## Task to carry out
Quote exactly the lines from the start of the entries to the one with "pub const MODEL_UNAVAILABLE_MESSAGE: &str", both ends included.

(Saved data entries)
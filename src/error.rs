use axum::{
    http::StatusCode,
    response::{IntoResponse, Response},
    Json,
};
use serde_json::json;
use thiserror::Error;

/// Caller-facing message when no model artifact is loaded
pub const MODEL_UNAVAILABLE_MESSAGE: &str = "Model tidak tersedia, periksa log server.";

/// Caller-facing message for an empty or missing request body
pub const MISSING_BODY_MESSAGE: &str = "Data tidak ditemukan dalam request";

/// Caller-facing message for any failure while scoring a record
pub const INTERNAL_ERROR_MESSAGE: &str = "Terjadi kesalahan internal pada server.";

/// Application error types
#[derive(Error, Debug)]
pub enum AppError {
    /// No usable model artifact is loaded
    #[error("Model unavailable: {0}")]
    ModelUnavailable(String),

    /// Request body missing, empty or unparseable
    #[error("Bad request: {0}")]
    BadRequest(String),

    /// Record does not match the expected applicant schema
    #[error("Validation error: {0}")]
    Validation(String),

    /// Transform or classifier failure
    #[error("Processing error: {0}")]
    Processing(String),

    /// Training data could not be read or interpreted
    #[error("Dataset error: {0}")]
    Dataset(String),

    /// Artifact is corrupt or violates its output contract
    #[error("Artifact error: {0}")]
    Artifact(String),

    /// Configuration errors
    #[error("Configuration error: {0}")]
    Configuration(String),

    /// IO errors
    #[error("IO error: {0}")]
    Io(#[from] std::io::Error),

    /// Serialization errors
    #[error("Serialization error: {0}")]
    Serialization(String),
}

impl AppError {
    /// Get HTTP status code for this error
    pub fn status_code(&self) -> StatusCode {
        match self {
            AppError::BadRequest(_) => StatusCode::BAD_REQUEST,
            AppError::ModelUnavailable(_)
            | AppError::Validation(_)
            | AppError::Processing(_)
            | AppError::Dataset(_)
            | AppError::Artifact(_)
            | AppError::Configuration(_)
            | AppError::Io(_)
            | AppError::Serialization(_) => StatusCode::INTERNAL_SERVER_ERROR,
        }
    }

    /// Get error code string
    pub fn error_code(&self) -> &str {
        match self {
            AppError::ModelUnavailable(_) => "MODEL_UNAVAILABLE",
            AppError::BadRequest(_) => "BAD_REQUEST",
            AppError::Validation(_) => "VALIDATION_ERROR",
            AppError::Processing(_) => "PROCESSING_ERROR",
            AppError::Dataset(_) => "DATASET_ERROR",
            AppError::Artifact(_) => "ARTIFACT_ERROR",
            AppError::Configuration(_) => "CONFIGURATION_ERROR",
            AppError::Io(_) => "IO_ERROR",
            AppError::Serialization(_) => "SERIALIZATION_ERROR",
        }
    }

    /// Fixed message returned to HTTP callers. Internal detail never leaves the server.
    pub fn public_message(&self) -> &'static str {
        match self {
            AppError::ModelUnavailable(_) => MODEL_UNAVAILABLE_MESSAGE,
            AppError::BadRequest(_) => MISSING_BODY_MESSAGE,
            _ => INTERNAL_ERROR_MESSAGE,
        }
    }
}

/// Convert AppError to HTTP response
impl IntoResponse for AppError {
    fn into_response(self) -> Response {
        let status = self.status_code();
        let error_code = self.error_code();
        let message = self.to_string();

        if status.is_server_error() {
            tracing::error!(
                error_code = error_code,
                status_code = status.as_u16(),
                error = ?self,
                message = %message,
                "Request error"
            );
        } else {
            tracing::warn!(
                error_code = error_code,
                status_code = status.as_u16(),
                message = %message,
                "Request rejected"
            );
        }

        let body = Json(json!({ "error": self.public_message() }));

        (status, body).into_response()
    }
}

/// Conversion from serde_json::Error
impl From<serde_json::Error> for AppError {
    fn from(err: serde_json::Error) -> Self {
        AppError::Serialization(err.to_string())
    }
}

/// Conversion from bincode::Error
impl From<bincode::Error> for AppError {
    fn from(err: bincode::Error) -> Self {
        AppError::Artifact(err.to_string())
    }
}

/// Conversion from csv::Error
impl From<csv::Error> for AppError {
    fn from(err: csv::Error) -> Self {
        match err.position() {
            Some(position) => AppError::Dataset(format!("line {}: {}", position.line(), err)),
            None => AppError::Dataset(err.to_string()),
        }
    }
}

/// Conversion from ndarray::ShapeError
impl From<ndarray::ShapeError> for AppError {
    fn from(err: ndarray::ShapeError) -> Self {
        AppError::Processing(err.to_string())
    }
}

/// Conversion from validator::ValidationErrors
impl From<validator::ValidationErrors> for AppError {
    fn from(err: validator::ValidationErrors) -> Self {
        AppError::Configuration(err.to_string())
    }
}

/// Conversion from config::ConfigError
impl From<config::ConfigError> for AppError {
    fn from(err: config::ConfigError) -> Self {
        AppError::Configuration(err.to_string())
    }
}

/// Result type alias
pub type Result<T> = std::result::Result<T, AppError>;
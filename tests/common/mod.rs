//! Shared fixtures for the integration tests
//!
//! Builds applicant records, request bodies, synthetic training files and
//! artifacts whose output probability is known in advance.

#![allow(dead_code)]

use credit_scoring::{
    ml::{
        network::{Activation, Dense, Layer},
        ColumnTransformer, CreditClassifier, FeedForwardNetwork, ModelArtifact, ModelMetadata,
    },
    models::ApplicantRecord,
};
use ndarray::{Array1, Array2};
use serde_json::{json, Value};
use std::fmt::Write;

pub const CSV_HEADER: &str = "umur,jumlah_tanggungan,jumlah_penghasilan,jumlah_tabungan,jumlah_pengajuan,tenor,status_pernikahan,pekerjaan,riwayat_kredit,tujuan_kredit,hasil_klasifikasi";

pub fn applicant(umur: f64, pekerjaan: &str, riwayat_kredit: &str) -> ApplicantRecord {
    ApplicantRecord {
        umur,
        jumlah_tanggungan: 2.0,
        jumlah_penghasilan: 8_000_000.0,
        jumlah_tabungan: 15_000_000.0,
        jumlah_pengajuan: 1.0,
        tenor: 24.0,
        status_pernikahan: "Menikah".to_string(),
        pekerjaan: pekerjaan.to_string(),
        riwayat_kredit: riwayat_kredit.to_string(),
        tujuan_kredit: "Renovasi".to_string(),
        extra: Default::default(),
    }
}

/// Request body with all ten applicant fields
pub fn applicant_json(umur: f64, pekerjaan: &str, riwayat_kredit: &str) -> Value {
    json!({
        "umur": umur,
        "jumlah_tanggungan": 2,
        "jumlah_penghasilan": 8000000,
        "jumlah_tabungan": 15000000,
        "jumlah_pengajuan": 1,
        "tenor": 24,
        "status_pernikahan": "Menikah",
        "pekerjaan": pekerjaan,
        "riwayat_kredit": riwayat_kredit,
        "tujuan_kredit": "Renovasi"
    })
}

pub fn fitted_transform() -> ColumnTransformer {
    let mut transform = ColumnTransformer::new();
    transform
        .fit(&[
            applicant(25.0, "PNS", "Baik"),
            applicant(38.0, "Swasta", "Buruk"),
            applicant(52.0, "Wiraswasta", "Baik"),
            applicant(31.0, "PNS", "Kurang"),
        ])
        .expect("fit transform");
    transform
}

/// Artifact whose classifier ignores its input and always returns `probability`
pub fn constant_artifact(probability: f64) -> ModelArtifact {
    let transform = fitted_transform();
    let width = transform.n_features();

    let network = FeedForwardNetwork::from_layers(vec![Layer::Dense(Dense {
        weights: Array2::zeros((width, 1)),
        bias: Array1::from_elem(1, (probability / (1.0 - probability)).ln()),
        activation: Activation::Sigmoid,
    })])
    .expect("valid network");

    ModelArtifact::new(
        ModelMetadata::new(transform.feature_names()),
        transform,
        CreditClassifier::from_network(network).expect("single output"),
    )
    .expect("consistent artifact")
}

/// Untrained but structurally complete artifact: output depends on the input
pub fn seeded_artifact(seed: u64) -> ModelArtifact {
    let transform = fitted_transform();
    let classifier = CreditClassifier::new(transform.n_features(), seed).expect("classifier");
    ModelArtifact::new(
        ModelMetadata::new(transform.feature_names()),
        transform,
        classifier,
    )
    .expect("consistent artifact")
}

/// Synthetic history where good credit and a civil-servant job mean low risk
pub fn synthetic_csv(rows: usize) -> String {
    let jobs = ["PNS", "Swasta", "Wiraswasta"];
    let purposes = ["Renovasi", "Modal Usaha", "Pendidikan"];

    let mut text = String::from(CSV_HEADER);
    for i in 0..rows {
        let good = i % 2 == 0;
        let umur = 23 + (i * 7) % 35;
        let tanggungan = i % 4;
        let penghasilan = if good { 9_000_000 + (i % 5) * 500_000 } else { 2_500_000 + (i % 5) * 300_000 };
        let tabungan = if good { 20_000_000 + i * 10_000 } else { 500_000 + i * 1_000 };
        let pengajuan = if good { 1 } else { 3 + i % 3 };
        let tenor = [12, 24, 36][i % 3];
        let status = if i % 3 == 0 { "Lajang" } else { "Menikah" };
        let riwayat = if good { "Baik" } else { "Buruk" };
        let outcome = if good {
            if i % 4 == 0 { "Low" } else { "Medium" }
        } else {
            "High"
        };

        write!(
            text,
            "\n{umur},{tanggungan},{penghasilan},{tabungan},{pengajuan},{tenor},{status},{},{riwayat},{},{outcome}",
            jobs[i % 3],
            purposes[i % 3]
        )
        .expect("write to string");
    }
    text.push('\n');
    text
}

## Written response
filename src/error.rs
use axum::{
    http::StatusCode,
    response::{IntoResponse, Response},
    Json,
};
use serde_json::json;
use thiserror::Error;

/// Caller-facing message when no model artifact is loaded
pub const MODEL_UNAVAILABLE_MESSAGE: &str = "Model tidak tersedia, periksa log server.";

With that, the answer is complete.